Federal prosecutors have charged a Google engineer with using confidential internal data to place $2.7 million in bets on Polymarket, netting $1.2 million in profits. The case marks the second federal criminal prosecution tied to the prediction-market platform and the first involving stolen data from a major Silicon Valley company.
Michele Spagnuolo, a 36-year-old information-security engineer based in Switzerland, allegedly accessed non-public Google search-trend data through an internal tool and placed 25 separate bets under the account name “AlphaRaccoon.” The bets targeted Polymarket’s 2025 Google Year-in-Search contracts, which predicted the top-searched terms and people of the year.
According to the indictment filed in the Southern District of New York, Spagnuolo wagered nearly $1 million that Bianca Censori, Kanye West’s wife, would not top the list. He also placed more than $600,000 against Pope Leo XIV and took a significant position on singer D4vd, whose odds Polymarket had set at near zero.

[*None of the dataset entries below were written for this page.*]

//! Money type for representing currency amounts
//!
//! Internally stores amounts in minor units (i64 cents) so that sums over a
//! period never drift. The ledger is currency-agnostic; the symbol only
//! matters when formatting.

use serde::{Deserialize, Serialize};
use std::fmt;
use std::ops::{Add, AddAssign, Neg, Sub, SubAssign};

/// Currency prefixes stripped before parsing
const CURRENCY_PREFIXES: [&str; 3] = ["NT$", "$", "¥"];

/// Represents a monetary amount stored as minor units (hundredths)
#[derive(Debug, Clone, Copy, PartialEq, Eq, PartialOrd, Ord, Hash, Serialize, Deserialize)]
#[serde(transparent)]
pub struct Money(i64);

impl Money {
    /// Create a Money amount from minor units
    ///
    /// # Examples
    /// ```
    /// use pocket_ledger::models::Money;
    /// let amount = Money::from_cents(1050); // 10.50
    /// assert_eq!(amount.units(), 10);
    /// ```
    pub const fn from_cents(cents: i64) -> Self {
        Self(cents)
    }

    /// Create a Money amount from whole currency units
    ///
    /// # Examples
    /// ```
    /// use pocket_ledger::models::Money;
    /// let amount = Money::from_units(3000);
    /// assert_eq!(amount.cents(), 300_000);
    /// ```
    pub const fn from_units(units: i64) -> Self {
        Self(units * 100)
    }

    /// Create a zero Money amount
    pub const fn zero() -> Self {
        Self(0)
    }

    /// Get the amount in minor units
    pub const fn cents(&self) -> i64 {
        self.0
    }

    /// Get the whole units portion (truncated toward zero)
    pub const fn units(&self) -> i64 {
        self.0 / 100
    }

    /// Get the minor units portion (0-99)
    pub const fn cents_part(&self) -> i64 {
        (self.0 % 100).abs()
    }

    pub const fn is_zero(&self) -> bool {
        self.0 == 0
    }

    pub const fn is_positive(&self) -> bool {
        self.0 > 0
    }

    pub const fn is_negative(&self) -> bool {
        self.0 < 0
    }

    /// Get the absolute value
    pub const fn abs(&self) -> Self {
        Self(self.0.abs())
    }

    /// Fraction of `limit` that this amount represents, clamped to [0, 1]
    ///
    /// Returns `None` for a zero or negative limit, where a progress figure has
    /// no meaning.
    pub fn ratio_of(&self, limit: Money) -> Option<f64> {
        if !limit.is_positive() {
            return None;
        }
        let ratio = self.0 as f64 / limit.0 as f64;
        Some(ratio.clamp(0.0, 1.0))
    }

    /// Parse a money amount from a string
    ///
    /// Accepts formats: "10.50", "-10.50", "$10.50", "NT$1,200", "10"
    pub fn parse(s: &str) -> Result<Self, MoneyParseError> {
        let original = s;
        let s = s.trim();

        let (negative, s) = if let Some(stripped) = s.strip_prefix('-') {
            (true, stripped)
        } else {
            (false, s)
        };

        let s = CURRENCY_PREFIXES
            .iter()
            .find_map(|prefix| s.strip_prefix(prefix))
            .unwrap_or(s)
            .trim();

        let s: String = s.chars().filter(|c| *c != ',').collect();
        if s.is_empty() || s.starts_with(['-', '+']) {
            return Err(MoneyParseError::InvalidFormat(original.to_string()));
        }

        let invalid = || MoneyParseError::InvalidFormat(original.to_string());

        let cents = match s.split_once('.') {
            Some((whole, frac)) => {
                if !frac.chars().all(|c| c.is_ascii_digit()) {
                    return Err(invalid());
                }
                let whole: i64 = if whole.is_empty() {
                    0
                } else {
                    whole.parse().map_err(|_| invalid())?
                };

                // Pad or truncate to two digits
                let frac: i64 = match frac.len() {
                    0 => 0,
                    1 => frac.parse::<i64>().map_err(|_| invalid())? * 10,
                    _ => frac[..2].parse().map_err(|_| invalid())?,
                };

                whole
                    .checked_mul(100)
                    .and_then(|c| c.checked_add(frac))
                    .ok_or_else(invalid)?
            }
            None => s
                .parse::<i64>()
                .map_err(|_| invalid())?
                .checked_mul(100)
                .ok_or_else(invalid)?,
        };

        Ok(Self(if negative { -cents } else { cents }))
    }

    /// Format with a currency symbol, dropping the fraction when it is zero
    pub fn format_with_symbol(&self, symbol: &str) -> String {
        let sign = if self.is_negative() { "-" } else { "" };
        if self.cents_part() == 0 {
            format!("{}{}{}", sign, symbol, self.units().abs())
        } else {
            format!(
                "{}{}{}.{:02}",
                sign,
                symbol,
                self.units().abs(),
                self.cents_part()
            )
        }
    }

    /// Plain decimal representation used in stored rows ("120", "120.50")
    pub fn to_plain_string(&self) -> String {
        self.format_with_symbol("")
    }
}

impl Default for Money {
    fn default() -> Self {
        Self::zero()
    }
}

impl fmt::Display for Money {
    fn fmt(&self, f: &mut fmt::Formatter<'_>) -> fmt::Result {
        if self.is_negative() {
            write!(f, "-${}.{:02}", self.units().abs(), self.cents_part())
        } else {
            write!(f, "${}.{:02}", self.units(), self.cents_part())
        }
    }
}

// Arithmetic saturates at the i64 bounds instead of overflowing.

impl Add for Money {
    type Output = Self;

    fn add(self, other: Self) -> Self {
        Self(self.0.saturating_add(other.0))
    }
}

impl AddAssign for Money {
    fn add_assign(&mut self, other: Self) {
        *self = *self + other;
    }
}

impl Sub for Money {
    type Output = Self;

    fn sub(self, other: Self) -> Self {
        Self(self.0.saturating_sub(other.0))
    }
}

impl SubAssign for Money {
    fn sub_assign(&mut self, other: Self) {
        *self = *self - other;
    }
}

impl Neg for Money {
    type Output = Self;

    fn neg(self) -> Self {
        Self(self.0.saturating_neg())
    }
}

impl std::iter::Sum for Money {
    fn sum<I: Iterator<Item = Self>>(iter: I) -> Self {
        iter.fold(Money::zero(), |acc, m| acc + m)
    }
}

/// Serde adapter that writes Money as whole/decimal units instead of cents
///
/// Used for hand-edited configuration, where `6000` should mean 6000 and not
/// 60.00. Accepts integers, floats and strings on input.
pub mod decimal {
    use super::Money;
    use serde::de::{self, Visitor};
    use serde::{Deserializer, Serializer};
    use std::fmt;

    pub fn serialize<S: Serializer>(money: &Money, serializer: S) -> Result<S::Ok, S::Error> {
        if money.cents_part() == 0 {
            serializer.serialize_i64(money.units())
        } else {
            serializer.serialize_f64(money.cents() as f64 / 100.0)
        }
    }

    pub fn deserialize<'de, D: Deserializer<'de>>(deserializer: D) -> Result<Money, D::Error> {
        deserializer.deserialize_any(DecimalVisitor)
    }

    struct DecimalVisitor;

    impl<'de> Visitor<'de> for DecimalVisitor {
        type Value = Money;

        fn expecting(&self, f: &mut fmt::Formatter<'_>) -> fmt::Result {
            write!(f, "an amount such as 3000 or \"3000.50\"")
        }

        fn visit_i64<E: de::Error>(self, v: i64) -> Result<Money, E> {
            v.checked_mul(100)
                .map(Money::from_cents)
                .ok_or_else(|| E::custom("amount out of range"))
        }

        fn visit_u64<E: de::Error>(self, v: u64) -> Result<Money, E> {
            i64::try_from(v)
                .map_err(|_| E::custom("amount out of range"))
                .and_then(|v| self.visit_i64(v))
        }

        fn visit_f64<E: de::Error>(self, v: f64) -> Result<Money, E> {
            if !v.is_finite() {
                return Err(E::custom("amount must be finite"));
            }
            let cents = (v * 100.0).round();
            if cents < i64::MIN as f64 || cents >= i64::MAX as f64 {
                return Err(E::custom("amount out of range"));
            }
            Ok(Money::from_cents(cents as i64))
        }

        fn visit_str<E: de::Error>(self, v: &str) -> Result<Money, E> {
            Money::parse(v).map_err(E::custom)
        }
    }
}

/// Error type for money parsing
#[derive(Debug, Clone, PartialEq, Eq)]
pub enum MoneyParseError {
    InvalidFormat(String),
}

impl fmt::Display for MoneyParseError {
    fn fmt(&self, f: &mut fmt::Formatter<'_>) -> fmt::Result {
        match self {
            MoneyParseError::InvalidFormat(s) => write!(f, "Invalid money format: {}", s),
        }
    }
}

impl std::error::Error for MoneyParseError {}

#[cfg(test)]
mod tests {
    use super::*;

    #[test]
    fn test_from_cents() {
        let m = Money::from_cents(1050);
        assert_eq!(m.cents(), 1050);
        assert_eq!(m.units(), 10);
        assert_eq!(m.cents_part(), 50);
    }

    #[test]
    fn test_display() {
        assert_eq!(format!("{}", Money::from_cents(1050)), "$10.50");
        assert_eq!(format!("{}", Money::from_cents(0)), "$0.00");
        assert_eq!(format!("{}", Money::from_cents(-1050)), "-$10.50");
        assert_eq!(format!("{}", Money::from_cents(5)), "$0.05");
    }

    #[test]
    fn test_format_with_symbol() {
        assert_eq!(Money::from_units(3000).format_with_symbol("NT$"), "NT$3000");
        assert_eq!(Money::from_cents(-150).format_with_symbol("$"), "-$1.50");
        assert_eq!(Money::from_cents(12050).to_plain_string(), "120.50");
    }

    #[test]
    fn test_arithmetic() {
        let a = Money::from_cents(1000);
        let b = Money::from_cents(500);

        assert_eq!((a + b).cents(), 1500);
        assert_eq!((a - b).cents(), 500);
        assert_eq!((-a).cents(), -1000);
    }

    #[test]
    fn test_arithmetic_saturates() {
        let huge = Money::from_cents(i64::MAX - 1);
        assert_eq!((huge + Money::from_cents(10)).cents(), i64::MAX);

        let mut total = huge;
        total += huge;
        assert_eq!(total.cents(), i64::MAX);

        assert_eq!((Money::from_cents(i64::MIN) - Money::from_cents(1)).cents(), i64::MIN);
        assert_eq!((-Money::from_cents(i64::MIN)).cents(), i64::MAX);
    }

    #[test]
    fn test_parse() {
        assert_eq!(Money::parse("10.50").unwrap().cents(), 1050);
        assert_eq!(Money::parse("$10.50").unwrap().cents(), 1050);
        assert_eq!(Money::parse("-10.50").unwrap().cents(), -1050);
        assert_eq!(Money::parse("10").unwrap().cents(), 1000);
        assert_eq!(Money::parse("10.5").unwrap().cents(), 1050);
        assert_eq!(Money::parse("0.05").unwrap().cents(), 5);
        assert_eq!(Money::parse("NT$1,200").unwrap().cents(), 120_000);
        assert_eq!(Money::parse(" 2999 ").unwrap(), Money::from_units(2999));
    }

    #[test]
    fn test_parse_rejects_garbage() {
        assert!(Money::parse("").is_err());
        assert!(Money::parse("abc").is_err());
        assert!(Money::parse("12.3x").is_err());
        assert!(Money::parse("1.2.3").is_err());
        assert!(Money::parse("$").is_err());
    }

    #[test]
    fn test_ratio_of() {
        let limit = Money::from_units(3000);
        assert_eq!(Money::from_units(1500).ratio_of(limit), Some(0.5));
        assert_eq!(Money::from_units(4000).ratio_of(limit), Some(1.0));
        assert_eq!(Money::from_units(-10).ratio_of(limit), Some(0.0));
        assert_eq!(Money::from_units(10).ratio_of(Money::zero()), None);
    }

    #[test]
    fn test_sum() {
        let amounts = vec![
            Money::from_cents(100),
            Money::from_cents(200),
            Money::from_cents(300),
        ];
        let total: Money = amounts.into_iter().sum();
        assert_eq!(total.cents(), 600);
    }

    #[derive(Debug, serde::Serialize, serde::Deserialize)]
    struct Limit {
        #[serde(with = "decimal")]
        limit: Money,
    }

    #[test]
    fn test_decimal_adapter() {
        let json = serde_json::to_string(&Limit { limit: Money::from_units(3000) }).unwrap();
        assert_eq!(json, r#"{"limit":3000}"#);

        let parsed: Limit = serde_json::from_str(r#"{"limit":12.5}"#).unwrap();
        assert_eq!(parsed.limit, Money::from_cents(1250));

        let parsed: Limit = serde_json::from_str(r#"{"limit":"1,000"}"#).unwrap();
        assert_eq!(parsed.limit, Money::from_units(1000));
    }

    #[test]
    fn test_decimal_adapter_rejects_out_of_range() {
        assert!(serde_json::from_str::<Limit>(r#"{"limit":1e30}"#).is_err());
        assert!(serde_json::from_str::<Limit>(r#"{"limit":-1e30}"#).is_err());
        assert!(serde_json::from_str::<Limit>(r#"{"limit":92233720368547758}"#).is_err());
    }

    #[test]
    fn test_serialization() {
        let m = Money::from_cents(1050);
        let json = serde_json::to_string(&m).unwrap();
        assert_eq!(json, "1050");

        let deserialized: Money = serde_json::from_str(&json).unwrap();
        assert_eq!(m, deserialized);
    }
}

When Google announced D4vd as the winner on December 4, 2025, Spagnuolo’s account turned a $1.2 million profit. He then removed the “AlphaRaccoon” alias and transferred the winnings out of the associated cryptocurrency wallet.
The charges include commodities fraud, wire fraud, and money laundering. The Commodity Futures Trading Commission has filed a parallel civil case. This prosecution is notable because it applies securities-style insider-trading law to a prediction-market trade, a legal frontier that has been largely untested. Since Polymarket’s contracts are regulated as derivatives by the CFTC, not as securities by the SEC, prosecutors used the commodities-fraud statute to cover manipulation across any CFTC-regulated market.

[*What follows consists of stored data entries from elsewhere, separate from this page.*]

use std::process::ExitCode;

use anyhow::Result;
use clap::{Parser, Subcommand};

use pocket_ledger::cli::{
    handle_add_command, handle_check_command, handle_config_command, handle_dashboard_command,
    handle_export_command, handle_init_command, handle_list_command, handle_periods_command,
    AddArgs, CheckArgs, ExportArgs, PeriodArgs,
};
use pocket_ledger::config::{LedgerPaths, Settings};
use pocket_ledger::services::PeriodService;
use pocket_ledger::storage::CsvLedgerStore;
use pocket_ledger::LedgerError;

#[derive(Parser)]
#[command(
    name = "pocket",
    version,
    about = "Monthly budget tracking with per-category limits",
    long_about = "pocket-ledger records expenses into one table per month and keeps \
                  them against per-category limits and an overall budget that income \
                  can raise. Overspending produces warnings; nothing is ever blocked."
)]
struct Cli {
    #[command(subcommand)]
    command: Option<Commands>,
}

#[derive(Subcommand)]
enum Commands {
    /// Record a transaction
    Add(AddArgs),

    /// Show the warnings an amount would trigger, without recording it
    Check(CheckArgs),

    /// Per-category progress, totals and warnings for a period
    #[command(alias = "dash")]
    Dashboard(PeriodArgs),

    /// List a period's transactions
    #[command(alias = "ls")]
    List(PeriodArgs),

    /// List the periods that have data
    Periods,

    /// Export a period
    Export(ExportArgs),

    /// Write the default settings file
    Init,

    /// Show current configuration and paths
    Config,
}

fn main() -> ExitCode {
    pocket_ledger::init();
    let cli = Cli::parse();

    match run(cli) {
        Ok(()) => ExitCode::SUCCESS,
        Err(err) => {
            report_error(&err);
            ExitCode::FAILURE
        }
    }
}

fn run(cli: Cli) -> Result<()> {
    let paths = LedgerPaths::new()?;
    let settings = Settings::load_or_create(&paths)?;
    let periods = PeriodService::new();

    let Some(command) = cli.command else {
        println!("pocket-ledger - monthly budget tracking");
        println!();
        println!("Run 'pocket --help' for usage information.");
        println!("Run 'pocket dashboard' to see this month's budget.");
        return Ok(());
    };

    let open_store = || CsvLedgerStore::new(paths.clone());

    match command {
        Commands::Add(args) => handle_add_command(&open_store()?, &settings, &periods, args)?,
        Commands::Check(args) => handle_check_command(&open_store()?, &settings, &periods, args)?,
        Commands::Dashboard(args) => {
            handle_dashboard_command(&open_store()?, &settings, &periods, args)?
        }
        Commands::List(args) => handle_list_command(&open_store()?, &settings, &periods, args)?,
        Commands::Periods => handle_periods_command(&open_store()?, &periods)?,
        Commands::Export(args) => {
            handle_export_command(&open_store()?, &settings, &periods, args)?
        }
        Commands::Init => handle_init_command(&paths, &settings)?,
        Commands::Config => handle_config_command(&paths, &settings)?,
    }

    Ok(())
}

fn report_error(err: &anyhow::Error) {
    eprintln!("Error: {}", err);

    if let Some(ledger_err) = err.downcast_ref::<LedgerError>() {
        if ledger_err.is_retryable() {
            eprintln!("The ledger could not be read or written. Nothing was lost; please try again.");
        }
    }
}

The case arrives amid increasing regulatory pressure on Polymarket. Last Friday, the House Oversight Committee, chaired by James Comer, launched a probe into whether customers are using non-public information to trade on Polymarket and rival platform Kalshi. Spain blocked both platforms on Tuesday over gambling-license concerns, and India formally blocked Polymarket on May 21.

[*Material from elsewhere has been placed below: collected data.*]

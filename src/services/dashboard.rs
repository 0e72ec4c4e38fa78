//! Dashboard service
//!
//! Fetches a period's rows from the store and aggregates them. Every call
//! reads a fresh snapshot; nothing is cached between calls.

use tracing::debug;

use crate::config::BudgetConfig;
use crate::error::LedgerResult;
use crate::models::{AggregateResult, Period, Transaction};
use crate::storage::TransactionStore;

use super::aggregate::aggregate;

/// A period's rows together with their aggregate
#[derive(Debug, Clone)]
pub struct PeriodSnapshot {
    pub period: Period,
    pub transactions: Vec<Transaction>,
    pub aggregate: AggregateResult,
}

/// Service for building the budget dashboard
pub struct DashboardService<'a, S: TransactionStore + ?Sized> {
    store: &'a S,
    config: &'a BudgetConfig,
}

impl<'a, S: TransactionStore + ?Sized> DashboardService<'a, S> {
    pub fn new(store: &'a S, config: &'a BudgetConfig) -> Self {
        Self { store, config }
    }

    /// Fetch and aggregate a period
    pub fn snapshot(&self, period: &Period) -> LedgerResult<PeriodSnapshot> {
        let transactions = self.store.fetch_period(period)?;
        let aggregate = aggregate(&transactions, self.config);
        debug!(%period, warnings = aggregate.warnings.len(), "built dashboard snapshot");

        Ok(PeriodSnapshot {
            period: *period,
            transactions,
            aggregate,
        })
    }

    /// Aggregate figures for a period
    pub fn aggregate_period(&self, period: &Period) -> LedgerResult<AggregateResult> {
        Ok(self.snapshot(period)?.aggregate)
    }
}

#[cfg(test)]
mod tests {
    use super::*;
    use crate::config::{CategoryLimit, LedgerPaths};
    use crate::models::Money;
    use crate::storage::CsvLedgerStore;
    use chrono::NaiveDate;
    use tempfile::TempDir;

    fn create_test_store() -> (TempDir, CsvLedgerStore) {
        let temp_dir = TempDir::new().unwrap();
        let paths = LedgerPaths::with_base_dir(temp_dir.path().to_path_buf());
        (temp_dir, CsvLedgerStore::new(paths).unwrap())
    }

    fn config() -> BudgetConfig {
        BudgetConfig::new(
            vec![CategoryLimit::new("生存", Money::from_units(6000))],
            Money::from_units(10_000),
        )
        .with_income_category("收入")
    }

    #[test]
    fn test_empty_period_snapshot() {
        let (_temp_dir, store) = create_test_store();
        let config = config();
        let service = DashboardService::new(&store, &config);
        let period = Period::new(2026, 1).unwrap();

        let snapshot = service.snapshot(&period).unwrap();
        assert!(snapshot.transactions.is_empty());
        assert_eq!(snapshot.aggregate.remaining_total, Money::from_units(10_000));
    }

    #[test]
    fn test_snapshot_reads_fresh_rows() {
        let (_temp_dir, store) = create_test_store();
        let config = config();
        let service = DashboardService::new(&store, &config);
        let period = Period::new(2026, 1).unwrap();
        let date = NaiveDate::from_ymd_opt(2026, 1, 5).unwrap();

        store
            .append(&period, &Transaction::new(date, "生存", "rent", Money::from_units(5000)))
            .unwrap();
        assert_eq!(
            service.aggregate_period(&period).unwrap().total_expense,
            Money::from_units(5000)
        );

        store
            .append(&period, &Transaction::new(date, "收入", "salary", Money::from_units(40_000)))
            .unwrap();
        let result = service.aggregate_period(&period).unwrap();
        assert_eq!(result.dynamic_budget, Money::from_units(50_000));
        assert_eq!(result.remaining_total, Money::from_units(45_000));
    }
}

Earlier this year, a U. S. soldier was charged with using inside information to bet on Venezuelan political outcomes, netting roughly $400,000. That was the only public criminal case tied to Polymarket until now. The Spagnuolo charges represent a significant escalation, involving a senior Silicon Valley engineer rather than a single soldier.
Polymarket founder Shayne Coplan pushed back against the broader insider-trading narrative on Tuesday, arguing that the platform’s pricing dynamics can withstand small numbers of informed traders. Whether that argument holds up after this prosecution remains an open question. The Year-in-Search market was reportedly small enough that a $2.7 million position was visible in the order book. Polymarket’s surveillance team has not publicly explained why the position wasn’t flagged before the December results.
Spagnuolo was arrested in Switzerland and is reportedly cooperating with the extradition process. Google has not yet commented on whether it plans to pursue civil action against its former employee.